Esa fue una temporada durísima. Por un lado mi mujer estaba súper cansada y sobreexigida por su situación laboral, y la wawa que sufría enormidades. Recuerdo que la primera vez que le dio la fiebre de tres días mis amigos de Bolivia se me hicieron la burla: “Se nota que es tu primera wawa”, me dijeron. Pasamos tres días casi sin pegar el ojo, atendiéndolo permanentemente, acunándolo en la hamaca y bajando su fiebre con trapos húmedos. Me olvidé del mundo. Recuerdo que llegué a pensar que el mundo se podría ir al demonio, siempre y cuando mi wawa se ponga bien.
Yo lo sacaba a pasear mucho. Amarrarlo a mi cuerpo y sacarlo a caminar era una de las pocas cosas que funcionaban para hacerle pasar su dolor de panza y que pudiera dormir un rato. Lo dejaba dormir apegado a mí, sintiendo mi respiración, y cuando volvía a la casa me echaba con él en mi pecho, apenas desamarrando el nudo de atrás para que no me duela en la espalda. Salíamos a caminar a cualquier hora del día o de la noche, haga frío o calor. Fueron innumerables las veces que salí a caminar a las dos, tres o cuatro de la mañana, con el pasto congelado de invierno y con mi aliento congelando mis bigotes.
Recuerdo que cuando éramos changos debatimos en el curso la maternidad juvenil y la moralidad o inmoralidad del aborto. Y por supuesto salió el tema de las madres solteras y la imposibilidad biológica de que un hombre se embarace. En ese entonces llegué a sentir envidia de mis compañeras mujeres por no poder llevar una vida dentro de mí, y me llegué a jurar que si hubiera sido mujer hubiera sido madre soltera. Llevarlo en la tela, apegado a mí, fue lo más cercano que nunca pude sentir a mi wawa dentro de mí.
Podía sentir su peso (¡apenas pesaba una nada!), sentir su latido del corazón en mi piel, su respiración pausada que se acomodaba a mi propio latido del corazón, su agitación cuando le dolía el estómago o cuando sentía alguna incomodidad, y sus puñetes y pataditas mientras dormía. Por más duro que la hayamos pasado, esa es una sensación que no cambiaría por nada del mundo.
Con el pasar del tiempo la situación cambió radicalmente y durante mi época de doctorado mi esposa se hizo cargo casi absolutamente de todo en la casa. Recuerdo haber trabajado de 16 a 20 horas por día en mi tesis, mientras ella cuidaba a las wawas y mantenía la casa a flote. Durante todo este tiempo fui yo el que tenía permiso de salir un día a la semana (los famosos “jueves de rol”) y gastar la poca plata que teníamos tomando un vino con mis amigos.
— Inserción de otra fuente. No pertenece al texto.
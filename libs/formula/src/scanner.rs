//! Single-pass formula scanner.
//!
//! Walks one formula segment character by character and drives an explicit
//! state machine:
//!
//! ```text
//! Prefix --A-Z--> Name --0-9--> Quantity
//!                   ^               |
//!                   '------A-Z------'
//! any --( or [--> Bracket --close--> Multiplier --other--> Idle (reprocess)
//! ```
//!
//! Bracket bodies are captured as raw text up to the first matching close
//! character and parsed recursively through [`Group`].

use crate::composition::Composition;
use crate::error::{Error, Result};
use crate::group::Group;

#[derive(Debug)]
enum State<'a> {
    /// Nothing but digits (or skipped characters) seen so far.
    Prefix,
    /// A bracket group was just flushed; no element is open.
    Idle,
    /// Reading an element symbol.
    Name { symbol: String },
    /// Reading the count that follows a symbol.
    Quantity { symbol: String, quantity: u32 },
    /// Capturing bracket text; `start` is the byte offset after the opener.
    Bracket { start: usize, close: char },
    /// Reading the digits after a closed bracket.
    Multiplier { body: &'a str, multiplier: Option<u32> },
}

struct Scanner<'a> {
    input: &'a str,
    state: State<'a>,
    prefix: Option<u32>,
    /// Uppercase letters that started an element symbol.
    element_starts: usize,
    composition: Composition,
}

/// Parses a single formula segment into element counts.
pub(crate) fn scan(input: &str) -> Result<Composition> {
    let mut scanner = Scanner::new(input);
    for (pos, c) in input.char_indices() {
        scanner.step(pos, c)?;
    }
    scanner.finish()
}

impl<'a> Scanner<'a> {
    fn new(input: &'a str) -> Self {
        Self {
            input,
            state: State::Prefix,
            prefix: None,
            element_starts: 0,
            composition: Composition::new(),
        }
    }

    fn step(&mut self, pos: usize, c: char) -> Result<()> {
        let input = self.input;
        match &mut self.state {
            State::Bracket { start, close } => {
                if c == *close {
                    let body = &input[*start..pos];
                    self.state = State::Multiplier {
                        body,
                        multiplier: None,
                    };
                }
                return Ok(());
            }
            State::Multiplier { multiplier, .. } if c.is_ascii_digit() => {
                *multiplier = Some(push_digit(*multiplier, c)?);
                return Ok(());
            }
            State::Multiplier { body, multiplier } => {
                // The group ends here; `c` is then handled as if no group preceded it.
                Group::new(*body, *multiplier).evaluate_into(&mut self.composition)?;
                self.state = State::Idle;
            }
            _ => {}
        }
        self.step_outside_bracket(pos, c)
    }

    fn step_outside_bracket(&mut self, pos: usize, c: char) -> Result<()> {
        match c {
            'A'..='Z' => {
                self.flush_element()?;
                self.element_starts += 1;
                self.state = State::Name {
                    symbol: c.to_string(),
                };
            }
            'a'..='z' => match &mut self.state {
                State::Name { symbol } => symbol.push(c),
                _ => return Err(Error::LowerCaseLetterStart),
            },
            '0'..='9' => match &mut self.state {
                State::Prefix | State::Idle => self.prefix = Some(push_digit(self.prefix, c)?),
                State::Name { symbol } => {
                    let quantity = push_digit(None, c)?;
                    let symbol = std::mem::take(symbol);
                    self.state = State::Quantity { symbol, quantity };
                }
                State::Quantity { quantity, .. } => *quantity = push_digit(Some(*quantity), c)?,
                // Bracket states consume digits in `step`.
                State::Bracket { .. } | State::Multiplier { .. } => {}
            },
            '-' if matches!(self.state, State::Name { .. } | State::Quantity { .. }) => {
                return Err(Error::WrongElementQuantity);
            }
            '(' | '[' => {
                self.flush_element()?;
                self.state = State::Bracket {
                    start: pos + c.len_utf8(),
                    close: if c == '(' { ')' } else { ']' },
                };
            }
            _ => {}
        }
        Ok(())
    }

    /// Moves a pending symbol and its count into the composition.
    fn flush_element(&mut self) -> Result<()> {
        match std::mem::replace(&mut self.state, State::Idle) {
            State::Name { symbol } => self.composition.add(&symbol, None),
            State::Quantity { symbol, quantity } => {
                self.composition.add(&symbol, Some(quantity))
            }
            other => {
                self.state = other;
                Ok(())
            }
        }
    }

    fn finish(mut self) -> Result<Composition> {
        match std::mem::replace(&mut self.state, State::Idle) {
            State::Name { symbol } => self.composition.add(&symbol, None)?,
            State::Quantity { symbol, quantity } => {
                self.composition.add(&symbol, Some(quantity))?
            }
            State::Bracket { start, .. } => {
                Group::new(&self.input[start..], None).evaluate_into(&mut self.composition)?
            }
            State::Multiplier { body, multiplier } => {
                Group::new(body, multiplier).evaluate_into(&mut self.composition)?
            }
            State::Prefix | State::Idle => {}
        }

        if let Some(prefix) = self.prefix {
            // A leading count on a lone element is ambiguous with a plain quantity.
            if self.element_starts < 2 {
                return Err(Error::WrongElementQuantityPlacement);
            }
            self.composition.scale(prefix)?;
        }

        Ok(self.composition)
    }
}

/// Appends one decimal digit to an accumulated value. A zero digit is never valid.
fn push_digit(acc: Option<u32>, c: char) -> Result<u32> {
    let digit = c.to_digit(10).ok_or(Error::WrongElementQuantity)?;
    if digit == 0 {
        return Err(Error::WrongElementQuantity);
    }
    acc.unwrap_or(0)
        .checked_mul(10)
        .and_then(|v| v.checked_add(digit))
        .ok_or(Error::Overflow)
}

#[cfg(test)]
mod tests {
    use super::*;

    fn counts(input: &str) -> Vec<(String, u32)> {
        scan(input)
            .unwrap()
            .into_inner()
            .into_iter()
            .collect()
    }

    fn pairs(expected: &[(&str, u32)]) -> Vec<(String, u32)> {
        let mut v: Vec<_> = expected
            .iter()
            .map(|(s, n)| (s.to_string(), *n))
            .collect();
        v.sort();
        v
    }

    #[test]
    fn test_bare_symbol() {
        assert_eq!(counts("Fe"), pairs(&[("Fe", 1)]));
    }

    #[test]
    fn test_symbol_with_quantity() {
        assert_eq!(counts("Ag12"), pairs(&[("Ag", 12)]));
    }

    #[test]
    fn test_uppercase_starts_new_element() {
        assert_eq!(counts("HOH"), pairs(&[("H", 2), ("O", 1)]));
        assert_eq!(counts("H2SO4"), pairs(&[("H", 2), ("S", 1), ("O", 4)]));
    }

    #[test]
    fn test_bracket_then_element_reprocesses_character() {
        assert_eq!(
            counts("(OH)2Ca"),
            pairs(&[("O", 2), ("H", 2), ("Ca", 1)])
        );
    }

    #[test]
    fn test_adjacent_groups() {
        assert_eq!(counts("(A)2(B)3"), pairs(&[("A", 2), ("B", 3)]));
        assert_eq!(counts("(A)[B]"), pairs(&[("A", 1), ("B", 1)]));
    }

    #[test]
    fn test_trailing_group_without_multiplier() {
        assert_eq!(counts("Na(OH)"), pairs(&[("Na", 1), ("O", 1), ("H", 1)]));
    }

    #[test]
    fn test_unclosed_bracket_is_evaluated() {
        assert_eq!(counts("K(OH"), pairs(&[("K", 1), ("O", 1), ("H", 1)]));
    }

    #[test]
    fn test_prefix_scales_segment() {
        assert_eq!(counts("5H2O"), pairs(&[("H", 10), ("O", 5)]));
        assert_eq!(counts("3HH"), pairs(&[("H", 6)]));
        assert_eq!(
            counts("2Ca(OH)2Mg"),
            pairs(&[("Ca", 2), ("O", 4), ("H", 4), ("Mg", 2)])
        );
    }

    #[test]
    fn test_prefix_on_single_element_rejected() {
        assert_eq!(scan("2F"), Err(Error::WrongElementQuantityPlacement));
        assert_eq!(scan("2(OH)"), Err(Error::WrongElementQuantityPlacement));
        assert_eq!(scan("2Ca(OH)2"), Err(Error::WrongElementQuantityPlacement));
    }

    #[test]
    fn test_zero_digits_rejected() {
        assert_eq!(scan("N0"), Err(Error::WrongElementQuantity));
        assert_eq!(scan("C10"), Err(Error::WrongElementQuantity));
        assert_eq!(scan("0HO"), Err(Error::WrongElementQuantity));
        assert_eq!(scan("(OH)0"), Err(Error::WrongElementQuantity));
    }

    #[test]
    fn test_negative_quantity_rejected() {
        assert_eq!(scan("N-1"), Err(Error::WrongElementQuantity));
        assert_eq!(scan("N2-1"), Err(Error::WrongElementQuantity));
    }

    #[test]
    fn test_lowercase_without_name() {
        assert_eq!(scan("cl"), Err(Error::LowerCaseLetterStart));
        assert_eq!(scan("Fe2e"), Err(Error::LowerCaseLetterStart));
        assert_eq!(scan("(OH)e"), Err(Error::LowerCaseLetterStart));
        assert_eq!(scan("K(Fe)2e"), Err(Error::LowerCaseLetterStart));
    }

    #[test]
    fn test_digits_after_skipped_text_following_group() {
        // Digits with no open element join the prefix.
        assert_eq!(scan("(OH)2 3"), Err(Error::WrongElementQuantityPlacement));
        assert_eq!(scan("(OH)2 0"), Err(Error::WrongElementQuantity));
        assert_eq!(
            counts("HO(N)2 3"),
            pairs(&[("H", 3), ("O", 3), ("N", 6)])
        );
    }

    #[test]
    fn test_quantity_overflow() {
        assert_eq!(scan("H99999999999"), Err(Error::Overflow));
    }

    #[test]
    fn test_empty_input() {
        assert!(scan("").unwrap().is_empty());
    }
}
No fue hasta que nos separamos que me di cuenta de que ella había abandonado sus amistades y sus proyectos personales para construir un proyecto de vida juntos. Ahora me alegra de sobremanera que haya vuelto a tener su propio círculo de amistades y que esté trabajando para cumplir sus sueños.
Cuando hablamos de las responsabilidades compartidas dentro del hogar, yo todavía no sé muy bien qué pensar. Yo creo que la carga está mal distribuida y que muchas mujeres sufren tanto domésticamente como en sus posibilidades reducidas para construirse social y laboralmente. Pero la verdad es que yo no conozco a ningún hombre dentro de mi círculo de amigos que realmente no haga nada en la casa. Incluso los más machistas y despreocupados hacen algo, hacen mucho. Yo lo he visto.
Tal vez vivimos en otra época, pero yo no conozco de ningún caso dentro de mi círculo social que se adecúe al estereotipo de macho intolerante y violento. En el discurso son bien machitos, pero en la práctica no. Y no me mal entiendan: yo he visto situaciones dramáticas de violencia y de abandono. Yo mismo he ayudado a mujeres a escapar de una pareja abusiva. Pero ninguno de estos casos fue en mi círculo de amigos, que es bien amplio y abarca varias capas sociales. ¿Tal vez realmente las cosas están cambiando con el tiempo?